A fascinating report from 2015 – just after That Blog was launched – investigates why experts on the importance of urban nature struggle to communicate what they know to laypeople. The fundamental finding of this report is that while experts recognize that nearby nature is absolutely critical to human health and wellbeing, the average person views nature as a sort of bonus amenity that is nice to have around if there is any space left after inserting houses, schools, workplaces, roads, parking lots, and all the other manmade infrastructure a community needs.

The report finds that many people also struggle with the basic idea of nature in cities. Urban dwellers often don’t view their local parks as nature, despite the presence of trees and other plants. To many Americans, “nature” means someplace vast and far away, the kind of place we visit occasionally on vacation.

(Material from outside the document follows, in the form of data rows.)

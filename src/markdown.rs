//! Line-oriented markdown reader for analysis text.
//!
//! This is deliberately not a CommonMark parser. It recognizes the handful of
//! block forms the analysis service emits (ATX headings, thematic breaks,
//! pipe tables, flat lists) and degrades everything else to paragraphs.
//! Parsing never fails.

use crate::aggregate::{average_row, revenue_column};
use crate::amount::{parse_amount, Amount};
use crate::document::{Block, DocumentKind, ReportDocument};
use log::debug;
use regex::Regex;
use std::sync::LazyLock;

static HEADING: LazyLock<Regex> = LazyLock::new(|| Regex::new(r"^(#{1,6}) (.*)$").unwrap());
static ORDERED_ITEM: LazyLock<Regex> = LazyLock::new(|| Regex::new(r"^\d+\.\s").unwrap());

/// Cheap sniff used during payload classification.
pub fn looks_like_markdown(text: &str) -> bool {
    text.contains('#') || text.contains('|')
}

pub fn parse_markdown(text: &str) -> ReportDocument {
    let mut parser = MarkdownParser::new();
    for line in text.lines() {
        parser.feed(line);
    }
    parser.finish()
}

#[derive(Debug, Clone, PartialEq)]
pub enum ParserState {
    Scanning,
    /// Header row read, separator row not yet seen.
    InTableHeader { headers: Vec<String> },
    InTableRows {
        headers: Vec<String>,
        rows: Vec<Vec<String>>,
    },
    InList { ordered: bool, items: Vec<String> },
}

#[derive(Debug, Clone, Copy, PartialEq, Eq)]
enum ListKind {
    Unordered,
    Ordered,
}

pub struct MarkdownParser {
    state: ParserState,
    blocks: Vec<Block>,
}

impl Default for MarkdownParser {
    fn default() -> Self {
        Self::new()
    }
}

impl MarkdownParser {
    pub fn new() -> Self {
        Self {
            state: ParserState::Scanning,
            blocks: Vec::new(),
        }
    }

    pub fn state(&self) -> &ParserState {
        &self.state
    }

    /// Consumes one input line.
    pub fn feed(&mut self, raw_line: &str) {
        let line = raw_line.trim();

        match std::mem::replace(&mut self.state, ParserState::Scanning) {
            ParserState::Scanning => self.scan(line),

            ParserState::InTableHeader { headers } => {
                if is_separator_row(line) {
                    self.state = ParserState::InTableRows {
                        headers,
                        rows: Vec::new(),
                    };
                } else if line.contains('|') {
                    self.state = ParserState::InTableRows {
                        headers,
                        rows: vec![split_cells(line)],
                    };
                } else {
                    self.close_table(headers, Vec::new());
                    self.scan(line);
                }
            }

            ParserState::InTableRows { headers, mut rows } => {
                if is_separator_row(line) {
                    self.state = ParserState::InTableRows { headers, rows };
                } else if line.contains('|') {
                    rows.push(split_cells(line));
                    self.state = ParserState::InTableRows { headers, rows };
                } else {
                    self.close_table(headers, rows);
                    self.scan(line);
                }
            }

            ParserState::InList { ordered, mut items } => {
                let kind = if ordered {
                    ListKind::Ordered
                } else {
                    ListKind::Unordered
                };
                match list_item(line) {
                    Some((k, text)) if k == kind => {
                        items.push(text.to_string());
                        self.state = ParserState::InList { ordered, items };
                    }
                    _ => {
                        self.blocks.push(Block::List { ordered, items });
                        self.scan(line);
                    }
                }
            }
        }
    }

    /// Closes whatever block is open at end of input.
    pub fn finish(mut self) -> ReportDocument {
        match std::mem::replace(&mut self.state, ParserState::Scanning) {
            ParserState::Scanning => {}
            ParserState::InTableHeader { headers } => self.close_table(headers, Vec::new()),
            ParserState::InTableRows { headers, rows } => self.close_table(headers, rows),
            ParserState::InList { ordered, items } => {
                self.blocks.push(Block::List { ordered, items })
            }
        }

        debug!("Parsed markdown into {} blocks", self.blocks.len());
        ReportDocument::new(DocumentKind::Markdown, self.blocks)
    }

    fn scan(&mut self, line: &str) {
        if line.is_empty() {
            return;
        }

        if let Some(caps) = HEADING.captures(line) {
            let level = caps[1].len() as u8;
            self.blocks.push(Block::heading(level, &caps[2]));
        } else if matches!(line, "---" | "***" | "___") {
            self.blocks.push(Block::Rule);
        } else if line.contains('|') {
            self.state = ParserState::InTableHeader {
                headers: split_cells(line),
            };
        } else if let Some((kind, text)) = list_item(line) {
            self.state = ParserState::InList {
                ordered: kind == ListKind::Ordered,
                items: vec![text.to_string()],
            };
        } else {
            self.blocks.push(Block::paragraph(line));
        }
    }

    fn close_table(&mut self, headers: Vec<String>, rows: Vec<Vec<String>>) {
        let aggregate = revenue_column(headers.iter().map(String::as_str)).and_then(|idx| {
            average_row(
                idx,
                rows.iter().map(|row| {
                    row.get(idx)
                        .map(|cell| parse_amount(cell))
                        .unwrap_or(Amount::Unparseable)
                }),
            )
        });

        self.blocks.push(Block::Table {
            caption: None,
            headers,
            rows,
            aggregate,
        });
    }
}

/// Splits a pipe row into trimmed cells, dropping the empty cells produced by
/// leading and trailing pipes.
fn split_cells(line: &str) -> Vec<String> {
    line.split('|')
        .map(str::trim)
        .filter(|cell| !cell.is_empty())
        .map(str::to_string)
        .collect()
}

/// `|---|:---:|` style row: every non-empty cell is dashes, colons and spaces,
/// with at least one dash.
fn is_separator_row(line: &str) -> bool {
    if !line.contains('|') || !line.contains('-') {
        return false;
    }
    line.split('|')
        .map(str::trim)
        .filter(|cell| !cell.is_empty())
        .all(|cell| cell.chars().all(|c| matches!(c, '-' | ':' | ' ')))
}

fn list_item(line: &str) -> Option<(ListKind, &str)> {
    if let Some(text) = line.strip_prefix("- ").or_else(|| line.strip_prefix("* ")) {
        return Some((ListKind::Unordered, text));
    }
    ORDERED_ITEM
        .find(line)
        .map(|m| (ListKind::Ordered, &line[m.end()..]))
}
//! Response shape requested from the upstream analysis service.
//!
//! The renderer does not depend on these types: it reads payloads loosely
//! through [`crate::fields`]. The schema is what gets handed to the producer
//! so that well-behaved responses land on the structured path.

use schemars::JsonSchema;
use serde::{Deserialize, Serialize};
use serde_json::{Map, Value};

#[derive(Debug, Clone, Default, Serialize, Deserialize, JsonSchema)]
pub struct AnalysisReport {
    #[serde(
        rename = "monthlyOverview",
        alias = "monthly_overview",
        default,
        skip_serializing_if = "Vec::is_empty"
    )]
    #[schemars(
        description = "One row per statement month. Every row should use the same keys, e.g. month, monthly_revenue, deposits, ending_balance. Values may be numbers or currency strings such as \"$12,500.00\"."
    )]
    pub monthly_overview: Vec<Map<String, Value>>,

    #[serde(
        rename = "mcaIndicators",
        alias = "mca_indicators",
        default,
        skip_serializing_if = "Vec::is_empty"
    )]
    #[schemars(description = "Evidence that the business has taken merchant cash advance funding")]
    pub mca_indicators: Vec<Indicator>,

    #[serde(
        rename = "fundingSources",
        alias = "funding_sources",
        default,
        skip_serializing_if = "Vec::is_empty"
    )]
    #[schemars(description = "Large or unusual deposits and the repayments tied to them")]
    pub funding_sources: Vec<FundingSource>,

    #[serde(
        rename = "paymentPatterns",
        alias = "payment_patterns",
        default,
        skip_serializing_if = "Vec::is_empty"
    )]
    #[schemars(description = "Short sentences describing recurring debit patterns")]
    pub payment_patterns: Vec<String>,
}

#[derive(Debug, Clone, Serialize, Deserialize, JsonSchema)]
pub struct Indicator {
    #[schemars(description = "Short name of the indicator, e.g. 'Fixed daily ACH debits'")]
    pub title: String,

    #[serde(default, skip_serializing_if = "Option::is_none")]
    pub description: Option<String>,

    #[serde(default)]
    #[schemars(description = "Supporting transactions or observations")]
    pub items: Vec<String>,
}

#[derive(Debug, Clone, Serialize, Deserialize, JsonSchema)]
pub struct FundingSource {
    #[serde(alias = "funder")]
    #[schemars(description = "Funder or depositor name as it appears on the statement")]
    pub name: String,

    #[serde(default, skip_serializing_if = "Option::is_none")]
    #[schemars(description = "Amount as shown on the statement, e.g. \"$25,000.00\"")]
    pub amount: Option<String>,

    #[serde(default, skip_serializing_if = "Option::is_none")]
    #[schemars(description = "How often it recurs, e.g. 'Daily', 'Weekly', 'One-time'")]
    pub frequency: Option<String>,

    #[serde(default, skip_serializing_if = "Option::is_none")]
    pub notes: Option<String>,
}

impl AnalysisReport {
    pub fn generate_json_schema() -> schemars::schema::RootSchema {
        schemars::schema_for!(AnalysisReport)
    }

    pub fn schema_as_json() -> Result<String, serde_json::Error> {
        let schema = Self::generate_json_schema();
        serde_json::to_string_pretty(&schema)
    }
}
#[cfg(test)]
mod tests {
    use super::*;
    use crate::document::AggregateRow;
    use serde_json::json;

    fn table_at(
        doc: &ReportDocument,
        idx: usize,
    ) -> (&Vec<String>, &Vec<Vec<String>>, &Option<AggregateRow>) {
        match &doc.blocks()[idx] {
            Block::Table {
                headers,
                rows,
                aggregate,
                ..
            } => (headers, rows, aggregate),
            other => panic!("expected table at {}, got {:?}", idx, other),
        }
    }

    #[test]
    fn test_humanize_key() {
        assert_eq!(humanize_key("monthly_revenue"), "Monthly Revenue");
        assert_eq!(humanize_key("month"), "Month");
        assert_eq!(humanize_key("monthlyRevenue"), "MonthlyRevenue");
        assert_eq!(humanize_key("nsf_count_q1"), "Nsf Count Q1");
    }

    #[test]
    fn test_cell_text() {
        assert_eq!(cell_text(&json!(null)), "");
        assert_eq!(cell_text(&json!("x")), "x");
        assert_eq!(cell_text(&json!(12)), "12");
        assert_eq!(cell_text(&json!(0)), "0");
        assert_eq!(cell_text(&json!(25000.0)), "25000");
        assert_eq!(cell_text(&json!(1.5)), "1.5");
        assert_eq!(cell_text(&json!(-3.25)), "-3.25");
        assert_eq!(cell_text(&json!(true)), "true");
        assert_eq!(cell_text(&json!([1, 2])), "[1,2]");
    }

    #[test]
    fn test_monthly_overview_with_average() {
        let data = json!({
            "monthly_overview": [
                { "month": "Jan", "monthly_revenue": "$10,000.00", "deposits": 4 },
                { "month": "Feb", "monthly_revenue": 20000 },
                { "month": "Mar", "monthly_revenue": "unknown" }
            ]
        });
        let doc = build_structured_document(&data);
        assert_eq!(doc.kind(), DocumentKind::Structured);
        assert_eq!(doc.blocks()[0], Block::heading(2, "Monthly Overview"));

        let (headers, rows, aggregate) = table_at(&doc, 1);
        assert_eq!(headers, &vec!["Month", "Monthly Revenue", "Deposits"]);
        assert_eq!(rows.len(), 3);
        assert_eq!(rows[1], vec!["Feb", "20000", ""]);

        let aggregate = aggregate.as_ref().unwrap();
        assert_eq!(aggregate.column_index, 1);
        assert_eq!(aggregate.value, Amount::Parsed(15000.0));
        assert_eq!(aggregate.label, "Total Average: $15,000.00");
    }

    #[test]
    fn test_monthly_overview_without_parseable_revenue() {
        let data = json!({
            "monthlyOverview": [
                { "month": "Jan", "monthlyRevenue": "n/a" },
                { "month": "Feb" }
            ]
        });
        let doc = build_structured_document(&data);
        let (_, rows, aggregate) = table_at(&doc, 1);
        assert_eq!(rows.len(), 2);
        assert!(aggregate.is_none());
    }

    #[test]
    fn test_empty_monthly_overview_still_renders_table() {
        let doc = build_structured_document(&json!({ "monthlyOverview": [] }));
        let (headers, rows, aggregate) = table_at(&doc, 1);
        assert!(headers.is_empty());
        assert!(rows.is_empty());
        assert!(aggregate.is_none());
    }

    #[test]
    fn test_indicator_list_form() {
        let data = json!({
            "mcaIndicators": [
                { "title": "Daily debits", "description": "Fixed ACH pulls", "items": ["ABC Funding $450/day"] },
                { "items": "not a list" }
            ]
        });
        let doc = build_structured_document(&data);
        assert_eq!(
            doc.blocks(),
            &[
                Block::heading(2, "Indicators of MCA Funding"),
                Block::heading(3, "1. Daily debits"),
                Block::paragraph("Fixed ACH pulls"),
                Block::List {
                    ordered: false,
                    items: vec!["ABC Funding $450/day".to_string()],
                },
                Block::heading(3, "2. Indicator"),
            ]
        );
    }

    #[test]
    fn test_indicator_object_form() {
        let data = json!({
            "mca_indicators": {
                "Stacking": "Two funders active in March",
                "Evidence": ["Wire from XYZ Capital", "Weekly debit"],
                "Score": 7
            }
        });
        let doc = build_structured_document(&data);
        assert_eq!(
            doc.blocks(),
            &[
                Block::heading(2, "Indicators of MCA Funding"),
                Block::heading(3, "Stacking"),
                Block::paragraph("Two funders active in March"),
                Block::heading(3, "Evidence"),
                Block::List {
                    ordered: false,
                    items: vec!["Wire from XYZ Capital".to_string(), "Weekly debit".to_string()],
                },
                Block::heading(3, "Score"),
            ]
        );
    }

    #[test]
    fn test_funding_sources_missing_fields_are_blank() {
        let data = json!({
            "fundingSources": [
                { "funder": "Rapid Capital", "amount": "$25,000", "frequency": "Once" },
                { "name": "Acme Advance", "notes": "Daily ACH" }
            ]
        });
        let doc = build_structured_document(&data);
        let (headers, rows, aggregate) = table_at(&doc, 1);
        assert_eq!(headers, &FUNDING_HEADERS.to_vec());
        assert_eq!(rows[0], vec!["Rapid Capital", "$25,000", "Once", ""]);
        assert_eq!(rows[1], vec!["Acme Advance", "", "", "Daily ACH"]);
        assert!(aggregate.is_none());
    }

    #[test]
    fn test_payment_patterns_string_or_list() {
        let single = build_structured_document(&json!({ "paymentPatterns": "Weekly on Fridays" }));
        assert_eq!(
            single.blocks()[1],
            Block::List {
                ordered: false,
                items: vec!["Weekly on Fridays".to_string()],
            }
        );

        let many = build_structured_document(&json!({ "payment_patterns": ["A", "B"] }));
        assert_eq!(
            many.blocks()[1],
            Block::List {
                ordered: false,
                items: vec!["A".to_string(), "B".to_string()],
            }
        );
    }

    #[test]
    fn test_sections_render_in_fixed_order() {
        let data = json!({
            "paymentPatterns": ["weekly"],
            "fundingSources": [],
            "monthlyOverview": []
        });
        let doc = build_structured_document(&data);
        let headings: Vec<&str> = doc
            .blocks()
            .iter()
            .filter_map(|b| match b {
                Block::Heading { text, .. } => Some(text.as_str()),
                _ => None,
            })
            .collect();
        assert_eq!(
            headings,
            vec![
                "Monthly Overview",
                "Large/Unusual Deposits and Repayments",
                "MCA Payment Patterns:"
            ]
        );
    }

    #[test]
    fn test_whole_float_amount_in_funding_table() {
        let doc = build_structured_document(&json!({
            "fundingSources": [{ "name": "Rapid Capital", "amount": 25000.0 }]
        }));
        let (_, rows, _) = table_at(&doc, 1);
        assert_eq!(rows[0], vec!["Rapid Capital", "25000", "", ""]);
    }

    #[test]
    fn test_blank_payment_patterns_fall_back_to_json() {
        let data = json!({ "paymentPatterns": "" });
        let doc = build_structured_document(&data);
        assert_eq!(doc.len(), 1);
        match &doc.blocks()[0] {
            Block::RawPreformatted { text } => {
                let parsed: Value = serde_json::from_str(text).unwrap();
                assert_eq!(parsed, data);
            }
            other => panic!("expected raw block, got {:?}", other),
        }
    }

    #[test]
    fn test_false_or_zero_sections_are_skipped() {
        let doc = build_structured_document(&json!({
            "mcaIndicators": false,
            "monthlyOverview": 0,
            "paymentPatterns": ["Daily ACH debit"]
        }));
        assert_eq!(
            doc.blocks(),
            &[
                Block::heading(3, "MCA Payment Patterns:"),
                Block::List {
                    ordered: false,
                    items: vec!["Daily ACH debit".to_string()],
                },
            ]
        );

        let only_false = build_structured_document(&json!({ "mcaIndicators": false }));
        assert!(matches!(only_false.blocks(), [Block::RawPreformatted { .. }]));
    }

    #[test]
    fn test_empty_funding_name_uses_funder() {
        let doc = build_structured_document(&json!({
            "fundingSources": [{ "name": "", "funder": "Rapid Capital", "amount": "$25,000" }]
        }));
        let (_, rows, _) = table_at(&doc, 1);
        assert_eq!(rows[0], vec!["Rapid Capital", "$25,000", "", ""]);
    }

    #[test]
    fn test_unknown_shape_falls_back_to_json() {
        let data = json!({ "summary": "ok", "score": 3 });
        let doc = build_structured_document(&data);
        assert_eq!(doc.len(), 1);
        match &doc.blocks()[0] {
            Block::RawPreformatted { text } => {
                let parsed: Value = serde_json::from_str(text).unwrap();
                assert_eq!(parsed, data);
            }
            other => panic!("expected raw block, got {:?}", other),
        }
    }
}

In other words, the average person thinks that nature only counts if it’s big, and that we can “stock up” nature to sustain our wellbeing throughout the year. In contrast, experts understand that people benefit from nature as small as a pocket park or a residential yard, and that we need daily exposure to nature to really be at our best.

After comparing the views of laypeople to the knowledge of experts, and examining the communications gap between the two groups, the report concludes that people would value and support urban nature more if they understood that:

  • nature benefits us even when it is small.
  • we benefit from experiencing nature, rather than simply using it as a place to take a walk and get exercise.
  • nature benefits us in specific ways, via mechanisms science can explain.
  • nature is an essential component of urban design; we cannot live without it.
  • we can choose to have more nature in our cities!

For three years, That Blog has examined how even a small planting provides a wide variety of benefits, explored how we feel when we look at naturally-growing plants, explained how plants support our physical and mental health, expressed that natural yards are a great choice for our neighborhoods, and encouraged everyone to garden sustainably with nature!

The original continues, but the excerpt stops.